Ich finde es bedauerlich, dass auch eine Zeitung, die etwas auf sich und ihre journalistische Tätigkeit hält, substanzlosen Quatsch schreibt.
Dagegen vermuten die deutsche Umweltministerin Steffi Lemke (Grüne) wie auch viele hiesige ExpertInnen eine Vielzahl von Ursachen. Darunter der seit Monaten von polnischer Seite intensiv betriebene Oderausbau.
Was hat bitte die Ertüchtigung der Buhnen an der Grenzoder mit den Ursachen eines Fischsterbens zu tun, das mehrere hundert Kilometer stromauf begonnen hat? Was mich daran wirklich aufregt ist, dass dieses Erfinden von Tatsachen und Kausalitäten genau das ist, was den PiS-Leuten auf der polnischen Seite zu Recht vorgeworfen wird. Nur dass es leider zeigt, dass auch die andere Seite (hier Naturschutz) mit indiskutablen Methoden agiert.

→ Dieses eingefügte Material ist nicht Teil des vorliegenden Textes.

use std::time::{Duration, Instant};

use serde::Serialize;

use crate::budget::RunBudget;
use crate::cache::FsEntityCache;
use crate::config::ResolvedConfig;
use crate::domain::{CoordinateSource, EntityId};
use crate::error::TimelineError;
use crate::fetcher::{CachingFetcher, EntityFetch, RetryPolicy, RetryingFetcher};
use crate::record::{NormalizedRecord, RecordBuilder};
use crate::resolver::CoordinateResolver;
use crate::sink::{RecordSink, UpsertOutcome};
use crate::wikidata::WikidataHttpClient;

pub type HttpFetcher = RetryingFetcher<CachingFetcher<WikidataHttpClient, FsEntityCache>>;

/// Production fetch stack: retry around cache-first around HTTP.
pub fn http_fetcher(config: &ResolvedConfig) -> Result<HttpFetcher, TimelineError> {
    let source = WikidataHttpClient::new(
        &config.entity_endpoint,
        &config.user_agent,
        config.entity_fetch_timeout,
    )?;
    let cache = FsEntityCache::new(config.cache_directory.clone());
    cache.ensure_root()?;
    let policy = RetryPolicy {
        retries: config.retry_count,
        base_delay: config.retry_base_delay,
    };
    Ok(RetryingFetcher::new(CachingFetcher::new(source, cache), policy))
}

#[derive(Debug, Clone)]
pub struct ProgressEvent {
    pub message: String,
    pub elapsed: Option<Duration>,
}

pub trait ProgressSink {
    fn event(&self, event: ProgressEvent);
}

#[derive(Debug, Clone, Copy, Default)]
pub struct NoopProgress;

impl ProgressSink for NoopProgress {
    fn event(&self, _event: ProgressEvent) {}
}

#[derive(Debug, Clone, Copy, Default)]
pub struct TracingProgress;

impl ProgressSink for TracingProgress {
    fn event(&self, event: ProgressEvent) {
        match event.elapsed {
            Some(elapsed) => tracing::info!(
                elapsed_ms = u64::try_from(elapsed.as_millis()).unwrap_or(u64::MAX),
                "{}",
                event.message
            ),
            None => tracing::info!("{}", event.message),
        }
    }
}

#[derive(Debug, Clone, Copy, PartialEq, Eq, Serialize)]
#[serde(rename_all = "lowercase")]
pub enum ItemStatus {
    Written,
    Failed,
    Skipped,
}

#[derive(Debug, Clone, Serialize)]
pub struct ItemReport {
    pub id: String,
    pub status: ItemStatus,
    pub outcome: Option<UpsertOutcome>,
    pub coordinate_source: Option<CoordinateSource>,
    pub error: Option<String>,
}

#[derive(Debug, Clone, Serialize)]
pub struct RunSummary {
    pub started_at: String,
    pub finished_at: String,
    pub total: usize,
    pub written: usize,
    pub inserted: usize,
    pub updated: usize,
    pub resolved_direct: usize,
    pub resolved_fallback: usize,
    pub unresolved: usize,
    pub failed: usize,
    pub skipped: usize,
    pub items: Vec<ItemReport>,
}

impl RunSummary {
    fn new(total: usize) -> Self {
        Self {
            started_at: iso_timestamp(),
            finished_at: String::new(),
            total,
            written: 0,
            inserted: 0,
            updated: 0,
            resolved_direct: 0,
            resolved_fallback: 0,
            unresolved: 0,
            failed: 0,
            skipped: 0,
            items: Vec::with_capacity(total),
        }
    }

    fn record_written(&mut self, id: &EntityId, outcome: UpsertOutcome, source: CoordinateSource) {
        self.written += 1;
        match outcome {
            UpsertOutcome::Inserted => self.inserted += 1,
            UpsertOutcome::Updated => self.updated += 1,
        }
        match source {
            CoordinateSource::Direct => self.resolved_direct += 1,
            CoordinateSource::None => self.unresolved += 1,
            _ => self.resolved_fallback += 1,
        }
        self.items.push(ItemReport {
            id: id.to_string(),
            status: ItemStatus::Written,
            outcome: Some(outcome),
            coordinate_source: Some(source),
            error: None,
        });
    }

    fn record_failed(&mut self, id: &EntityId, err: &TimelineError) {
        self.failed += 1;
        self.items.push(ItemReport {
            id: id.to_string(),
            status: ItemStatus::Failed,
            outcome: None,
            coordinate_source: None,
            error: Some(err.to_string()),
        });
    }

    fn record_skipped(&mut self, id: &EntityId) {
        self.skipped += 1;
        self.items.push(ItemReport {
            id: id.to_string(),
            status: ItemStatus::Skipped,
            outcome: None,
            coordinate_source: None,
            error: None,
        });
    }
}

#[derive(Debug, Clone)]
pub struct PipelineOptions {
    pub max_fallback_hops: usize,
    pub language: String,
    pub run_timeout: Option<Duration>,
}

impl From<&ResolvedConfig> for PipelineOptions {
    fn from(config: &ResolvedConfig) -> Self {
        Self {
            max_fallback_hops: config.max_fallback_hops,
            language: config.language.clone(),
            run_timeout: config.run_timeout,
        }
    }
}

/// Drives fetch → resolve → build → upsert over an id list. One failing id
/// never stops the run.
pub struct Pipeline<F: EntityFetch, K: RecordSink> {
    resolver: CoordinateResolver<F>,
    builder: RecordBuilder,
    sink: K,
    run_timeout: Option<Duration>,
}

impl<F: EntityFetch, K: RecordSink> Pipeline<F, K> {
    pub fn new(fetcher: F, sink: K, options: PipelineOptions) -> Self {
        Self {
            resolver: CoordinateResolver::with_max_hops(fetcher, options.max_fallback_hops),
            builder: RecordBuilder::new(&options.language),
            sink,
            run_timeout: options.run_timeout,
        }
    }

    pub fn sink(&self) -> &K {
        &self.sink
    }

    pub fn run(&self, ids: &[EntityId], progress: &dyn ProgressSink) -> RunSummary {
        self.run_within(ids, &RunBudget::from_timeout(self.run_timeout), progress)
    }

    pub fn run_within(
        &self,
        ids: &[EntityId],
        budget: &RunBudget,
        progress: &dyn ProgressSink,
    ) -> RunSummary {
        let total = ids.len();
        let mut summary = RunSummary::new(total);
        let start = Instant::now();

        for (index, id) in ids.iter().enumerate() {
            if budget.is_exhausted() {
                summary.record_skipped(id);
                continue;
            }
            progress.event(ProgressEvent {
                message: format!("phase=Resolve; item {}/{} {id}", index + 1, total),
                elapsed: None,
            });

            match self.process(id, budget) {
                Ok((outcome, source)) => {
                    tracing::info!(%id, ?outcome, %source, "record written");
                    summary.record_written(id, outcome, source);
                }
                Err(TimelineError::Cancelled) => {
                    tracing::warn!(%id, "run budget exhausted, skipping remaining items");
                    summary.record_skipped(id);
                }
                Err(err) => {
                    tracing::warn!(%id, %err, "item failed");
                    summary.record_failed(id, &err);
                }
            }
        }

        summary.finished_at = iso_timestamp();
        progress.event(ProgressEvent {
            message: format!(
                "phase=Done; written={} failed={} skipped={}",
                summary.written, summary.failed, summary.skipped
            ),
            elapsed: Some(start.elapsed()),
        });
        summary
    }

    /// Fetch, resolve and build one record without handing it to the sink.
    pub fn resolve_one(&self, id: &EntityId) -> Result<NormalizedRecord, TimelineError> {
        self.build_record(id, &RunBudget::unbounded())
    }

    fn build_record(&self, id: &EntityId, budget: &RunBudget) -> Result<NormalizedRecord, TimelineError> {
        let doc = self.resolver.fetcher().fetch(id)?;
        let coordinates = self.resolver.resolve_within(id, &doc, budget)?;
        Ok(self.builder.build(id, &doc, coordinates))
    }

    fn process(
        &self,
        id: &EntityId,
        budget: &RunBudget,
    ) -> Result<(UpsertOutcome, CoordinateSource), TimelineError> {
        let record = self.build_record(id, budget)?;
        let source = record.coordinate_source;
        let outcome = self.sink.upsert(record)?;
        Ok((outcome, source))
    }
}

fn iso_timestamp() -> String {
    chrono::Utc::now().to_rfc3339()
}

Der Abriss der alten Buhnen setzt aber Sedimentgestein frei, das für Fische und andere Fluss-Lebewesen wie Schnecken oder Krebse ähnlich gefährlich werden kann wie die giftige Goldalge oder die Einleitung salzhaltiger Industrieabwässer.

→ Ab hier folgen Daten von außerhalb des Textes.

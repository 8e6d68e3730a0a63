pub mod budget;
pub mod cache;
pub mod claims;
pub mod config;
pub mod domain;
pub mod entity;
pub mod error;
pub mod fetcher;
pub mod input;
pub mod output;
pub mod pipeline;
pub mod record;
pub mod resolver;
pub mod sink;
pub mod wikidata;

Sedimentgestein - was ist das eigentlich für ein Wort in dem Kontext? Die Oder transportiert wie alle Flüsse der Welt Millionen Tonnen Sediment, tatsächlich aber heute eher zu wenig als zu viel. Die Buhnen sind ja nicht aus Sondermüll, sondern aus Sand und Kies errichtet, die Flusssohle ist dauerhaft in Bewegung. Da geht original null Gefährdung von aus. Aber behaupten kann man das ja mal einfach.
Was absurderweise bei den ganzen Diskussionen um den Naturraum Oder überhaupt nicht erwähnt wird ist, dass die Oder seit etwa 1700 vollkommen umgestaltet wurde. Das ganze heute trockengelegte Oderbruch mit seinen über 900 km² liegt tiefer als der Fluss - war also vor der Trockenlegung einriesiges Sumpfgebiet, das von vielen Oderarmen durchflossen fast dauerhaft unter Wasser stand. Die Oder hat mit einem natürlichen Fluss - so wie es gerne dargestellt wird - absolut gar nix zu tun - insbesondere auf deutscher Seite!
Das Problem sind also nicht die Ertüchtigungen der Buhnen, wie sie in Polen statt finden, sondern die Frage, wie und in welchem Maß sich eine Verbesserung an der Oder erzielen lässt. Und festhalten sollte man auch mal, dass es sich nicht um einen Ausbau handelt, sondern wie bereits mehrfach geschrieben um die Ertüchtigung der vorhandenen Bauwerke.
Ich habe aber auch einfach Schwierigkeiten damit, dass wir Deutschen zu den Polen latschen und denen mit falschen Behauptungen und kruden Kausalketten klug erzählen, was sie zu tun und zu lassen haben, während wir selbst den Rhein vollkommen degradiert, die untere Ems und die Eider durch Sperrwerke vollkommen gekillt haben und nun an der Tideelbe gut dabei sind, auch die noch abzumurksen. Und die Unterweser kriegen wir auch noch tot. Kann ja nicht so schwer sein....
Weshalb das Urteil an sich aber auch von mir absolut positiv gesehen wird: es zeigt sehr deutlich auf, dass in Polen die auf europäischer Ebene gefundenen Regelungen zur Betrachtung der Auswirkungen auf Natur und Landschaft insbesondere im Infrastrukturbau auf politischer Ebene schlichtweg missachtet werden. Allerdings bin ich mir auch ziemlich sicher, dass der Politik auf polnischer Seite auch wieder neue Methoden einfallen werden, dieses Urteil auszuhebeln, ohne die naturschutzfachlichen Vorgaben hinreichend zu berücksichtigen.